Editor’s Note: Africa’s economic growth is a source of constant debate and commentary, often driven by Western-based experts and institutions. This workshop report details discussion at a

workshop held by the Brookings Africa Growth Initiative on February 25-26, 2010
. The workshop gathered some of the top African think tanks and international research networks together with key foundations and multilateral institutions to discuss how to strengthen the voice and deepen the policy impact of African research institutions, and how to increase collaboration among institutions to benefit Africa’s growth and development.

Introduction

The state of economic growth in Africa is a source of constant debate and commentary. Catalysts, constraints, external shocks, internal drivers, sources of innovation, degrees of integration—all are scrutinized, documented and ultimately shaped by some of the world’s best minds. Yet the proliferation of studies and prescriptions—not to mention the abundance of print and airtime devoted to the subject—is as remarkable for the range of voices it excludes as for the volume of material it includes.

Africa remains in the global economic discourse a presence seen, but seldom heard. There is an abiding tendency to speak to or of the region, the speakers consisting primarily of a select handful of Western-based individuals and institutions. Largely absent from the conversation are the Africans themselves—researchers working in Africa, and African researchers based further afield.
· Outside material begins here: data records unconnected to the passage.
use std::time::Duration;

use tracing::trace;
use ureq::Agent;

use crate::http::{HttpClient, HttpError, HttpRequest, HttpResponse};

/// [`HttpClient`] backed by a `ureq` agent.
///
/// Non-2xx statuses are returned as responses, never as errors, so SOAP
/// faults carried by HTTP 500 can be read.
#[derive(Clone)]
pub struct UreqHttpClient {
    agent: Agent,
}

impl UreqHttpClient {
    pub fn new(timeout: Duration) -> Self {
        let config = Agent::config_builder()
            .timeout_global(Some(timeout))
            .http_status_as_error(false)
            .allow_non_standard_methods(true)
            .build();

        Self {
            agent: config.into(),
        }
    }
}

impl Default for UreqHttpClient {
    fn default() -> Self {
        Self::new(Duration::from_secs(10))
    }
}

impl HttpClient for UreqHttpClient {
    fn request(&self, request: HttpRequest) -> Result<HttpResponse, HttpError> {
        trace!(method = %request.method, url = %request.url, "HTTP request");

        let mut builder = ureq::http::Request::builder()
            .method(request.method.as_str())
            .uri(request.url.as_str());
        for (name, value) in &request.headers {
            builder = builder.header(name.as_str(), value.as_str());
        }

        let invalid = |e: ureq::http::Error| HttpError::InvalidRequest(request.url.clone(), e.to_string());
        let transport = |e: ureq::Error| HttpError::Transport(request.url.clone(), e.to_string());

        let result = if request.body.is_empty() {
            self.agent.run(builder.body(()).map_err(invalid)?)
        } else {
            self.agent
                .run(builder.body(request.body.as_slice()).map_err(invalid)?)
        };
        let mut response = result.map_err(transport)?;

        let status = response.status().as_u16();
        let headers = response
            .headers()
            .iter()
            .filter_map(|(k, v)| v.to_str().ok().map(|v| (k.to_string(), v.to_string())))
            .collect();
        let body = response.body_mut().read_to_vec().map_err(transport)?;

        Ok(HttpResponse {
            status,
            headers,
            body,
        })
    }
}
To overlook the contributions of those at the nerve center of African growth research is to forego the possibility of a richer, more nuanced understanding of the issues facing the continent today.

This was the impetus behind the launch workshop on New Partnerships for Growth Research in Africa, hosted by the Africa Growth Initiative (AGI) at Brookings on February 25 and 26, 2010 in Washington, DC. The workshop gathered some of the top African think tanks and research networks together with key foundations and multilateral institutions that support and benefit from their work. Though some had worked together before, the meeting marked the first time that all these institutions were assembled around a single table.

On that table, a core challenge: How to bring African scholarship into the center of discussions on growth research affecting Africa? How to broaden the reach, strengthen the voice and deepen the policy impact of African research institutions? How to strengthen collaboration among multilaterals, AGI and its partner networks and foundations? And how to make optimal use of finite resources? Like all good research topics, these questions generated many ideas, and even further questions. But they also helped mark the contours for new dimensions and wider scales of partnership. This report is a first attempt to fill in those contours with what is already known, and to take steps forward in pursuit of the rest.